**Work instruction:**
Read the data line by line and say how many lines contain the string "Result", giving the number alone.

Collected data entries

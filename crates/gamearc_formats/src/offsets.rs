//! Headerless **offset tables**, the simplest layout found in countless console titles.
//!
//! | Offset (bytes) | Field        | Description                              |
//! |----------------|--------------|------------------------------------------|
//! | 0x0000         | Entry Count  | 4 bytes: Number of entries               |
//! | 0x0004         | Offsets      | 4 bytes per entry: payload offset        |
//!
//! There is no signature, no names and no sizes. Each payload runs up to the next offset
//! and the last one to the end of the file. Integers are little-endian.
//!
//! Without a signature the format can only ever score from its extension and two
//! plausibility checks, which by themselves stay below the default dispatch floor.

use std::sync::Arc;

use byteorder::LittleEndian;
use gamearc_engine::{
    error::Result,
    validate::{check_file_count, check_offset},
    ByteCursor, Capabilities, ConfidenceScore, EntryTable, FormatDescriptor, FormatPlugin,
    Limits, Platform, Source,
};
use tracing::{debug, instrument};

/// Identity of the offset table format
pub static DESCRIPTOR: FormatDescriptor = FormatDescriptor {
    tag: "offsets",
    label: "Headerless offset table",
    extensions: &["dat", "bin"],
    platforms: &[
        Platform::Pc,
        Platform::PlayStation2,
        Platform::PlayStationPortable,
    ],
    capabilities: Capabilities::READ_ONLY,
};

const COUNT_SIZE: u64 = 4;
const OFFSET_SIZE: u64 = 4;

/// Reader for headerless offset tables
#[derive(Debug, Clone, Copy, Default)]
pub struct OffsetTable;

impl OffsetTable {
    fn read_offsets(cursor: &mut ByteCursor, count: usize) -> Result<Vec<u64>> {
        cursor.require(count as u64 * OFFSET_SIZE)?;

        let len = cursor.len();
        (0..count)
            .map(|_| check_offset(cursor.read_u32::<LittleEndian>()?, len))
            .collect()
    }
}

impl FormatPlugin for OffsetTable {
    fn descriptor(&self) -> &'static FormatDescriptor {
        &DESCRIPTOR
    }

    fn probe(&self, cursor: &mut ByteCursor) -> Result<ConfidenceScore> {
        let mut score = ConfidenceScore::default();
        score.add_if(
            DESCRIPTOR.matches_extension(cursor.name().unwrap_or_default()),
            ConfidenceScore::EXTENSION,
        );

        let count = cursor.read_u32::<LittleEndian>()? as u64;
        let table_end = COUNT_SIZE + count * OFFSET_SIZE;
        if !score.add_if(count > 0 && table_end <= cursor.len(), ConfidenceScore::FIELD) {
            return Ok(score);
        }

        let first = cursor.read_u32::<LittleEndian>()? as u64;
        score.add_if(
            first >= table_end && first <= cursor.len(),
            ConfidenceScore::FIELD,
        );
        Ok(score)
    }

    #[instrument(skip_all, fields(source = source.name()), err)]
    fn extract(&self, source: &Arc<Source>, limits: &Limits) -> Result<EntryTable> {
        let mut cursor = source.lock();
        cursor.seek(0)?;

        let count = check_file_count(cursor.read_u32::<LittleEndian>()?, limits)?;
        let offsets = OffsetTable::read_offsets(&mut cursor, count)?;
        debug!(count, "read offsets");
        drop(cursor);

        let mut table = EntryTable::new(Arc::clone(source), count);
        for offset in offsets {
            table.add_unnamed(offset, 0)?;
        }
        table.infer_missing_lengths(source.size())?;
        Ok(table)
    }
}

**Response for this exercise:**
4